The body of 33-year-old Izhar Khan, a native of Uttar Pradesh, has been preserved at MGM Hospital in Warangal town after an autopsy on Wednesday. His relatives are expected to arrive from Lucknow on Thursday.
Viquar Ahmed and three others were buried in different graveyards in parts of Hyderabad amid tight security. Mild tension prevailed in Sultan Shahi and surrounding areas in the old city after the burial of Viquar Ahmed, 33, due to stone pelting by some youngsters returning from funeral. Police dispersed the mob.
Parts of the old city had turned into a fortress with massive deployment of policemen. Paramilitary Rapid Action Force (RAF) was also deployed to prevent any untoward incident. A curfew-like situation was seen in some areas as shopkeepers had downed shutters.
Syed Amjad Ali, 27, Mohammed Zakir, 35, and Mohammed Haneef, 37, were also buried amid tight security. Though Haneef was from Gujarat, he had married a girl from Hyderabad.
The five, facing charges of involvement in killing of two policemen and some other incidents, were killed near Aler in Naglonda district when they were being brought to a court in Hyderabad from Warangal Central Jail.

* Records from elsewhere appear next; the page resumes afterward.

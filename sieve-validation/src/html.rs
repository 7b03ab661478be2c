// HTML text helpers shared by rules and filters

use once_cell::sync::Lazy;
use regex::Regex;

// Tags left open at the end of the text are stripped too
static TAG_REGEX: Lazy<Regex> = Lazy::new(|| {
    Regex::new(concat!(
        r"(?s)<!--.*?-->|<\?.*?\?>|</?([a-zA-Z][a-zA-Z0-9:-]*)[^>]*>",
        r"|<[a-zA-Z/!?][^>]*$",
    ))
    .unwrap()
});

/// Escape HTML special characters (HTML5, both quote styles)
pub(crate) fn escape(text: &str) -> String {
    let mut escaped = String::with_capacity(text.len());
    for c in text.chars() {
        match c {
            '&' => escaped.push_str("&amp;"),
            '<' => escaped.push_str("&lt;"),
            '>' => escaped.push_str("&gt;"),
            '"' => escaped.push_str("&quot;"),
            '\'' => escaped.push_str("&apos;"),
            _ => escaped.push(c),
        }
    }
    escaped
}

/// Decode the entities produced by [`escape`] and their numeric forms
pub(crate) fn decode(text: &str) -> String {
    text.replace("&lt;", "<")
        .replace("&gt;", ">")
        .replace("&quot;", "\"")
        .replace("&apos;", "'")
        .replace("&#039;", "'")
        .replace("&#39;", "'")
        .replace("&amp;", "&") // Must be last
}

/// Normalize tag names given as `b`, `<b>` or `<b><i>`
pub(crate) fn tag_names<'a>(items: impl IntoIterator<Item = &'a str>) -> Vec<String> {
    items
        .into_iter()
        .flat_map(|item| item.split(['<', '>']))
        .map(str::trim)
        .filter(|name| !name.is_empty())
        .map(str::to_ascii_lowercase)
        .collect()
}

/// Remove every tag and comment except the allowed tags
pub(crate) fn strip_tags(text: &str, allowed: &[String]) -> String {
    TAG_REGEX
        .replace_all(text, |caps: &regex::Captures<'_>| match caps.get(1) {
            Some(name) if allowed.contains(&name.as_str().to_ascii_lowercase()) => {
                caps[0].to_string()
            }
            _ => String::new(),
        })
        .into_owned()
}

/// Patterns removing whole elements (with content) for each tag, then any
/// stray opening or closing tag of the same name
pub(crate) fn element_patterns(tags: &[String]) -> Result<Vec<Regex>, regex::Error> {
    let mut patterns = Vec::with_capacity(tags.len() * 2);
    for tag in tags {
        let tag = regex::escape(tag);
        patterns.push(Regex::new(&format!(r"(?is)<{tag}\b[^>]*>.*?</{tag}\s*>"))?);
        patterns.push(Regex::new(&format!(r"(?is)</?{tag}\b[^>]*>"))?);
    }
    Ok(patterns)
}

pub(crate) fn remove_elements(text: &str, patterns: &[Regex]) -> String {
    patterns.iter().fold(text.to_string(), |current, pattern| {
        pattern.replace_all(&current, "").into_owned()
    })
}

#[cfg(test)]
mod tests {
    use super::*;

    #[test]
    fn test_escape() {
        assert_eq!(
            escape(r#"<a href="x">Tom & 'Jerry'</a>"#),
            "&lt;a href=&quot;x&quot;&gt;Tom &amp; &apos;Jerry&apos;&lt;/a&gt;"
        );
    }

    #[test]
    fn test_escape_decode_roundtrip() {
        let original = r#"<div class="test">Hello & "goodbye"</div>"#;
        assert_eq!(decode(&escape(original)), original);
    }

    #[test]
    fn test_decode_does_not_double_decode() {
        assert_eq!(decode("&amp;lt;"), "&lt;");
    }

    #[test]
    fn test_tag_names() {
        assert_eq!(tag_names(["<b><I>", " p "]), vec!["b", "i", "p"]);
    }

    #[test]
    fn test_strip_tags() {
        let allowed = tag_names(["b"]);
        assert_eq!(strip_tags("<p>Hi <b>there</b></p>", &allowed), "Hi <b>there</b>");
        assert_eq!(strip_tags("a <!-- note --> b", &[]), "a  b");
        assert_eq!(strip_tags("1 < 2", &[]), "1 < 2");
    }

    #[test]
    fn test_strip_unclosed_tags() {
        let allowed = tag_names(["b"]);
        assert_eq!(strip_tags("hello <script src=x", &[]), "hello ");
        assert_eq!(strip_tags("<b>ok</b> <b class=x", &allowed), "<b>ok</b> ");
        assert_eq!(strip_tags("a <!-- open", &[]), "a ");
    }

    #[test]
    fn test_remove_elements() {
        let patterns = element_patterns(&tag_names(["script", "iframe"])).unwrap();
        let text = r#"<p>ok</p><script type="x">alert(1)</script><iframe src="y">"#;
        assert_eq!(remove_elements(text, &patterns), "<p>ok</p>");
    }
}
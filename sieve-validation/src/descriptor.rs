//! Compact rule and filter descriptors
//!
//! A descriptor names a rule or filter and carries its parameters in one
//! string:
//!
//! ```text
//! name[:param1[=value1][|param2[=value2]...]]
//! ```
//!
//! A parameter without `=value` is the flag `true`. A value containing `,`
//! becomes a list, except for the `exp` parameter which holds a regular
//! expression.
//!
//! ```
//! use sieve_validation::{Descriptor, ParamValue};
//!
//! let descriptor = Descriptor::parse("text:required|min=3|tags=b,i").unwrap();
//! assert_eq!(descriptor.class_name, "Text");
//! assert_eq!(descriptor.params.get("required"), Some(&ParamValue::Flag(true)));
//! assert_eq!(descriptor.params.get_str("min"), Some("3"));
//! assert_eq!(descriptor.params.get("tags"), Some(&ParamValue::from(vec!["b", "i"])));
//! ```

use crate::params::{PATTERN_PARAM, ParamValue, Params};
use crate::{Error, Result};
use std::str::FromStr;

/// Separates the identifier from the parameter string
pub const NAME_SEPARATOR: char = ':';

/// Separates parameters
pub const PARAM_SEPARATOR: char = '|';

/// Separates a parameter key from its value
pub const VALUE_SEPARATOR: char = '=';

/// Separates list items inside a value
pub const LIST_SEPARATOR: char = ',';

/// A parsed descriptor
#[derive(Debug, Clone, PartialEq, Eq)]
pub struct Descriptor {
    /// Identifier with its first letter capitalized (`htmlTags` -> `HtmlTags`)
    pub class_name: String,
    pub params: Params,
}

impl Descriptor {
    /// Parse a descriptor string
    pub fn parse(descriptor: &str) -> Result<Self> {
        let trimmed = descriptor.trim();
        let (identifier, raw_params) = match trimmed.split_once(NAME_SEPARATOR) {
            Some((identifier, raw_params)) => (identifier, raw_params),
            None => (trimmed, ""),
        };

        if identifier.is_empty() {
            return Err(Error::malformed(descriptor, "missing identifier"));
        }
        if identifier.chars().any(char::is_whitespace) {
            return Err(Error::malformed(descriptor, "identifier contains whitespace"));
        }

        Ok(Self {
            class_name: class_name(identifier),
            params: parse_params(descriptor, raw_params)?,
        })
    }
}

impl FromStr for Descriptor {
    type Err = Error;

    fn from_str(s: &str) -> Result<Self> {
        Self::parse(s)
    }
}

/// Capitalize an identifier into its registry class name
pub fn class_name(identifier: &str) -> String {
    let mut chars = identifier.chars();
    match chars.next() {
        Some(first) => first.to_uppercase().chain(chars).collect(),
        None => String::new(),
    }
}

fn parse_params(descriptor: &str, raw: &str) -> Result<Params> {
    let mut params = Params::new();
    if raw.is_empty() {
        return Ok(params);
    }

    for token in raw.split(PARAM_SEPARATOR) {
        let (key, value) = parse_param(descriptor, token)?;
        params.insert(key, value);
    }

    Ok(params)
}

fn parse_param(descriptor: &str, token: &str) -> Result<(String, ParamValue)> {
    let (key, value) = match token.split_once(VALUE_SEPARATOR) {
        Some((key, value)) => (key, Some(value)),
        None => (token, None),
    };

    if key.is_empty() {
        return Err(Error::malformed(
            descriptor,
            format!("empty parameter name in '{}'", token),
        ));
    }

    let value = match value {
        None => ParamValue::Flag(true),
        Some(value) if key != PATTERN_PARAM && value.contains(LIST_SEPARATOR) => {
            ParamValue::List(value.split(LIST_SEPARATOR).map(String::from).collect())
        }
        Some(value) => ParamValue::Text(value.to_string()),
    };

    Ok((key.to_string(), value))
}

Police claimed that they tried to snatch weapons from policemen and escape.
The families of the undertrials have termed the shootout “fake” and “staged-managed”, saying they were handcuffed and chained to the police vehicle and would not have escaped.
“It is nothing but brutal murders by police,” said Abdul Lateef, an uncle of Haneef, who had come from Ahmedabad. He said the cases against Haneef and others were in the final stage.
Majlis-e-Ittehadul Muslimeen (MIM) and other Muslim groups and human rights organizations have demanded probe by the Central Bureau of Investigation (CBI) or by a sitting judge of the high court.
They alleged that the police murdered the undertrials to take revenge for the killing of four policemen by two terror operatives in Nalgonda district last week.
The families of Viquar and other slain undertrials claimed that they were fired on vital parts of the body from point blank range. Autopsy report has also established that they were fired upon from close range. They received five to eight bullets each.
Viquar and his associates were arrested in 2010 and they were accused of killing two policemen in Hyderabad and robberies. Police say that Viquar had formed a fundamentalist outfit Tehreek Galba-e-Islam and had carried out terror activities in different states.